Google "plane watching CIA". Second hit: http://www.theguardian.com/uk/2005/dec/10/usa.terrorism1 : How planespotters turned into the scourge of the CIA



Wherever this is legal for private companies (seemingly in a state of flux now) it has to be legal for the government too.


Er, no. We don't allow the government to censor speech, but Youtube sure as hell can silence me for being a dick.

This is because we give the government an exclusive license on force.


YouTube sure as hell can't silence you, other than by refusing to host your content on its servers, and federal, state, and local governments can exercise similar control over content hosted on government servers.


Congress has much more freedom/power to pass laws limiting the operation of the Executive than it has over private activities.

This is part of the reason all sorts of government surveillance is structured as private companies that curate data with the goal of providing it to the Government. Companies are much more free to generate whatever databases they like, however they want. Government use then falls under the vague category of accessing "business records" which Congress ultimately doesn't seem to regulate much (except perhaps for medical records and wiretapping).


A couple of differences - the private individual probably does have access to records of who the car belongs to (which is far more useful information), and they also typically can't use the data to do too much damage, such as implicate you in a crime because you happened to be driving past 3 places where similar crimes happened in the past.

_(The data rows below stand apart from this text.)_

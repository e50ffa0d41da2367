use super::*;

#[test]
fn empty_json_uses_defaults() {
    let cfg = RenderConfig::from_json_str("{}").unwrap();
    assert_eq!(cfg, RenderConfig::default());
    assert_eq!(cfg.target_width, 80);
    assert_eq!(cfg.pipeline, PipelineMode::Sync);
}

#[test]
fn json_fields_round_trip_into_config() {
    let cfg = RenderConfig::from_json_str(
        r#"{
            "target_width": 40,
            "target_height": 10,
            "pixel_ratio": 1.0,
            "palette": { "glyphs": " .#" },
            "invert": true,
            "pipeline": "staged",
            "threads": 2,
            "row_dispatch": "sequential"
        }"#,
    )
    .unwrap();
    assert_eq!(cfg.palette, PaletteChoice::Glyphs(" .#".to_string()));
    assert_eq!(cfg.pipeline, PipelineMode::Staged);
    assert_eq!(cfg.row_dispatch, RowDispatch::Sequential);
    assert_eq!(cfg.threads, Some(2));
    assert_eq!(cfg.palette().unwrap().chars().collect::<String>(), "#. ");
}

#[test]
fn unknown_fields_are_serde_errors() {
    let err = RenderConfig::from_json_str(r#"{ "width": 3 }"#).unwrap_err();
    assert!(matches!(err, GlyphError::Serde(_)));
}

#[test]
fn validation_is_eager() {
    let cfg = RenderConfig {
        palette: PaletteChoice::Glyphs(String::new()),
        ..RenderConfig::default()
    };
    assert!(matches!(cfg.validate(), Err(GlyphError::EmptyPalette)));

    let cfg = RenderConfig {
        pixel_ratio: 0.0,
        ..RenderConfig::default()
    };
    assert!(matches!(cfg.validate(), Err(GlyphError::InvalidDimension(_))));

    let cfg = RenderConfig {
        threads: Some(0),
        ..RenderConfig::default()
    };
    assert!(matches!(cfg.validate(), Err(GlyphError::Validation(_))));

    let cfg = RenderConfig {
        palette: PaletteChoice::Named("nope".to_string()),
        ..RenderConfig::default()
    };
    assert!(matches!(cfg.validate(), Err(GlyphError::Validation(_))));
}

#[test]
fn target_size_uses_configured_ratio() {
    let cfg = RenderConfig {
        target_width: 10,
        pixel_ratio: 0.5,
        ..RenderConfig::default()
    };
    let size = cfg.target_size(100, 100).unwrap();
    assert_eq!((size.width, size.height), (10, 5));
}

IIRC, In New York City and the northeast there is EZPASS (an RFID device that automatically deducts a toll to your prepaid account). Someone altered theirs EZPASS to track when their EZPASS was read. Basically it was read all over the city far away from toll booths.

Here's the article: http://www.forbes.com/sites/kashmirhill/2013/09/12/e-zpasses...

EDIT: Seems that New York Department of Transportation is doing this.


> Any private person can collect license plate data with a computer too. Surely that's not illegal?

Probably not in the US, but in lots of EU countries, just collecting identifying data with an automated system is illegal, or at least has to be declared.

And I think that it's a very good thing.